Тогдашний настоятель очень перепугался. Он не мог понять, чем Храм Убэй мог вызвать неудовольствие Наступающего на бессмертных Императора и, не находя себе места от волнения, со страхом ожидал его судьбоносного решения. Однако на следующий день по приказу императора его слуги принесли в храм несчетное множество сундуков. Когда монахи их распахнули, яркое сияние осветило весь храм, ведь каждый сундук оказался доверху наполнен золотом.

— Его Величество не смог узнать, кто из вас его старый друг, поэтому решил одарить всех одинаково. Чтобы оплатить долг за спасение его жизни, каждому монаху Храма Убэй император жалует по десять тысяч золотых.

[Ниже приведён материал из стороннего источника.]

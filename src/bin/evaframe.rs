use std::path::{Path, PathBuf};

use anyhow::Context as _;
use clap::{Parser, Subcommand};

use evaframe::{
    CompositorOpts, DEFAULT_FPS, DescriptorData, Fps, FrameIndex, ModeSelection, OutputTarget,
    RenderSession, Rgba8Premul, SceneDescriptor, SessionOpts, SoftPlatform, SourceKindSpec,
    VideoFrame, VideoMode,
};

#[derive(Parser, Debug)]
#[command(name = "evaframe", version)]
struct Cli {
    /// Log lifecycle details.
    #[arg(long, short, global = true, default_value_t = false)]
    verbose: bool,

    #[command(subcommand)]
    cmd: Command,
}

#[derive(Subcommand, Debug)]
enum Command {
    /// Print the descriptor used for a video that ships without one, as JSON.
    DefaultConfig(DefaultConfigArgs),
    /// Guess the packing layout of a decoded video frame.
    DetectMode(DetectModeArgs),
    /// Print the descriptor JSON embedded in a video container.
    ExtractDescriptor(ExtractDescriptorArgs),
    /// Composite one frame over a packed video frame and write it as a PNG.
    Frame(FrameArgs),
}

#[derive(Parser, Debug)]
struct DefaultConfigArgs {
    /// Video width in pixels.
    #[arg(long)]
    width: u32,

    /// Video height in pixels.
    #[arg(long)]
    height: u32,

    /// Packing layout (plain, split-horizontal, split-vertical, ...).
    #[arg(long, default_value = "split-horizontal")]
    mode: VideoMode,

    /// Frames per second.
    #[arg(long, default_value_t = 30)]
    fps: u32,
}

#[derive(Parser, Debug)]
struct DetectModeArgs {
    /// Video frame image.
    #[arg(long = "in")]
    in_path: PathBuf,
}

#[derive(Parser, Debug)]
struct ExtractDescriptorArgs {
    /// Video container file.
    #[arg(long = "in")]
    in_path: PathBuf,
}

#[derive(Parser, Debug)]
struct FrameArgs {
    /// Packed video frame image.
    #[arg(long = "in")]
    in_path: PathBuf,

    /// Scene descriptor JSON. Without it the default descriptor for the frame is used.
    #[arg(long)]
    scene: Option<PathBuf>,

    /// Directory holding `<source id>.png` for image sources.
    #[arg(long)]
    assets: Option<PathBuf>,

    /// Packing layout, or `auto` to probe the frame.
    #[arg(long, default_value = "auto")]
    mode: String,

    /// Animation frame to render (0-based).
    #[arg(long, default_value_t = 0)]
    frame: u64,

    /// Background color, `#RRGGBB` or `#AARRGGBB`.
    #[arg(long)]
    background: Option<String>,

    /// Render through the encoder surface instead of the display surface.
    #[arg(long, default_value_t = false)]
    record: bool,

    /// Output PNG path.
    #[arg(long)]
    out: PathBuf,
}

fn main() -> anyhow::Result<()> {
    let cli = Cli::parse();
    let level = if cli.verbose {
        tracing::Level::DEBUG
    } else {
        tracing::Level::INFO
    };
    tracing_subscriber::fmt()
        .with_max_level(level)
        .with_writer(std::io::stderr)
        .init();

    match cli.cmd {
        Command::DefaultConfig(args) => cmd_default_config(args),
        Command::DetectMode(args) => cmd_detect_mode(args),
        Command::ExtractDescriptor(args) => cmd_extract_descriptor(args),
        Command::Frame(args) => cmd_frame(args),
    }
}

fn cmd_default_config(args: DefaultConfigArgs) -> anyhow::Result<()> {
    let fps = Fps::new(args.fps, 1)?;
    let descriptor = SceneDescriptor::default_config(args.width, args.height, args.mode, fps)?;
    let json = serde_json::to_string_pretty(&descriptor.to_data())
        .context("serialize descriptor")?;
    println!("{json}");
    Ok(())
}

fn cmd_detect_mode(args: DetectModeArgs) -> anyhow::Result<()> {
    let frame = evaframe::decode_video_frame_file(&args.in_path)?;
    let mode = evaframe::detect_video_mode(&frame).with_context(|| {
        format!(
            "no known packing layout in '{}' ({}x{})",
            args.in_path.display(),
            frame.width(),
            frame.height()
        )
    })?;
    println!("{mode}");
    Ok(())
}

fn cmd_extract_descriptor(args: ExtractDescriptorArgs) -> anyhow::Result<()> {
    let bytes = std::fs::read(&args.in_path)
        .with_context(|| format!("read container '{}'", args.in_path.display()))?;
    let json = evaframe::embedded_descriptor_json(&bytes)?.with_context(|| {
        format!("no embedded descriptor in '{}'", args.in_path.display())
    })?;
    println!("{json}");
    Ok(())
}

fn cmd_frame(args: FrameArgs) -> anyhow::Result<()> {
    let video = evaframe::decode_video_frame_file(&args.in_path)?;

    let mode = match args.mode.as_str() {
        "auto" => ModeSelection::Auto,
        other => ModeSelection::Fixed(other.parse()?),
    };
    let data = match &args.scene {
        Some(path) => load_scene(path)?,
        None => {
            let default_mode = match mode {
                ModeSelection::Fixed(m) => m,
                _ => VideoMode::Plain,
            };
            SceneDescriptor::default_config(
                video.width(),
                video.height(),
                default_mode,
                DEFAULT_FPS,
            )?
            .to_data()
        }
    };

    let mut compositor = CompositorOpts::default();
    if let Some(hex) = &args.background {
        let [r, g, b, a] = evaframe::parse_hex_color(hex)?;
        compositor.clear_rgba = Rgba8Premul::from_straight_rgba(r, g, b, a).to_array();
    }
    let opts = SessionOpts {
        compositor,
        mode,
        ..SessionOpts::default()
    };

    let mut session = RenderSession::new(SoftPlatform::new(), data, opts)?;
    if let Some(dir) = &args.assets {
        load_image_sources(&mut session, dir)?;
    }

    let canvas = session.descriptor().canvas();
    let display = session
        .platform_mut()
        .create_window(canvas.width, canvas.height);
    session.start(display)?;

    let (target, window) = if args.record {
        let encoder = session
            .platform_mut()
            .create_window(canvas.width, canvas.height);
        session.start_recording(encoder)?;
        (OutputTarget::Encoder, encoder)
    } else {
        (OutputTarget::Display, display)
    };

    session.set_video_frame(VideoFrame {
        pixels: video,
        pts_ns: None,
    });
    let report = session.render_frame(target, FrameIndex(args.frame))?;
    for skipped in &report.skipped {
        tracing::warn!(effect = %skipped.effect_id, error = %skipped.error, "effect skipped");
    }
    tracing::info!(
        frame = args.frame,
        %target,
        video = report.video_drawn,
        drawn = report.drawn.len(),
        skipped = report.skipped.len(),
        "frame rendered"
    );

    let presented = session
        .platform_mut()
        .acquire_frame(window)
        .context("no frame was presented")?;

    if let Some(parent) = args.out.parent() {
        std::fs::create_dir_all(parent)
            .with_context(|| format!("create output dir '{}'", parent.display()))?;
    }
    evaframe::write_png(&presented.frame, &args.out)?;

    let teardown = session.release();
    if !teardown.is_clean() {
        tracing::warn!(failures = teardown.failures.len(), "teardown incomplete");
    }

    match presented.timestamp_ns {
        Some(pts) => eprintln!("wrote {} (pts {pts} ns)", args.out.display()),
        None => eprintln!("wrote {}", args.out.display()),
    }
    Ok(())
}

fn load_scene(path: &Path) -> anyhow::Result<DescriptorData> {
    let text =
        std::fs::read_to_string(path).with_context(|| format!("read scene '{}'", path.display()))?;
    serde_json::from_str(&text).with_context(|| format!("parse scene '{}'", path.display()))
}

fn load_image_sources(
    session: &mut RenderSession<SoftPlatform>,
    dir: &Path,
) -> anyhow::Result<()> {
    let ids: Vec<String> = session
        .descriptor()
        .sources()
        .iter()
        .filter(|s| matches!(s.kind, SourceKindSpec::Image))
        .map(|s| s.id.clone())
        .collect();
    for id in ids {
        let path = dir.join(format!("{id}.png"));
        if !path.is_file() {
            tracing::warn!(source = %id, path = %path.display(), "image source not found");
            continue;
        }
        let bitmap = evaframe::decode_image_file(&path)?;
        let registry = session.registry_mut();
        registry.attach_bitmap(&id, bitmap)?;
        registry.set_persisted_path(&id, &path)?;
    }
    Ok(())
}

Выходит, пока он ходил кругами, безуспешно пытаясь найти своего благодетеля, тот все это время был заперт на Пике Сышэн, сутками напролет просиживая под домашним арестом и терпеливо снося все его оскорбления и издевательства?

Некогда незнакомый ему милый старший братец снял с себя теплый плащ, чтобы укутать его тщедушное тело.

И вот, по какой-то странной насмешке судьбы, позднее он каждую ночь в порыве похоти грубо срывал одежду с того самого милого старшего братца, чтобы, одурманив, бросить его на кровать и, подмяв под себя, без стыда и жалости принудить к близости[239.3].

Чтобы разыскать своего благодетеля, он перевернул весь мир.

…И вместе с тем, сам того не зная, он заставил своего благодетеля, стоя на коленях между его ног, осквернять и позорить себя всеми возможными способами, согнув спину и склонив голову.

Мо Жань, не отрываясь, смотрел на сцену перед собой, и его глаза постепенно наливались кровью.

— Как… как получилось, что это был именно ты?

В этой жизни двое появились на свет. Глубокая судьба — встретить Вас, мелкая судьба — ошибиться в Вас[239.4].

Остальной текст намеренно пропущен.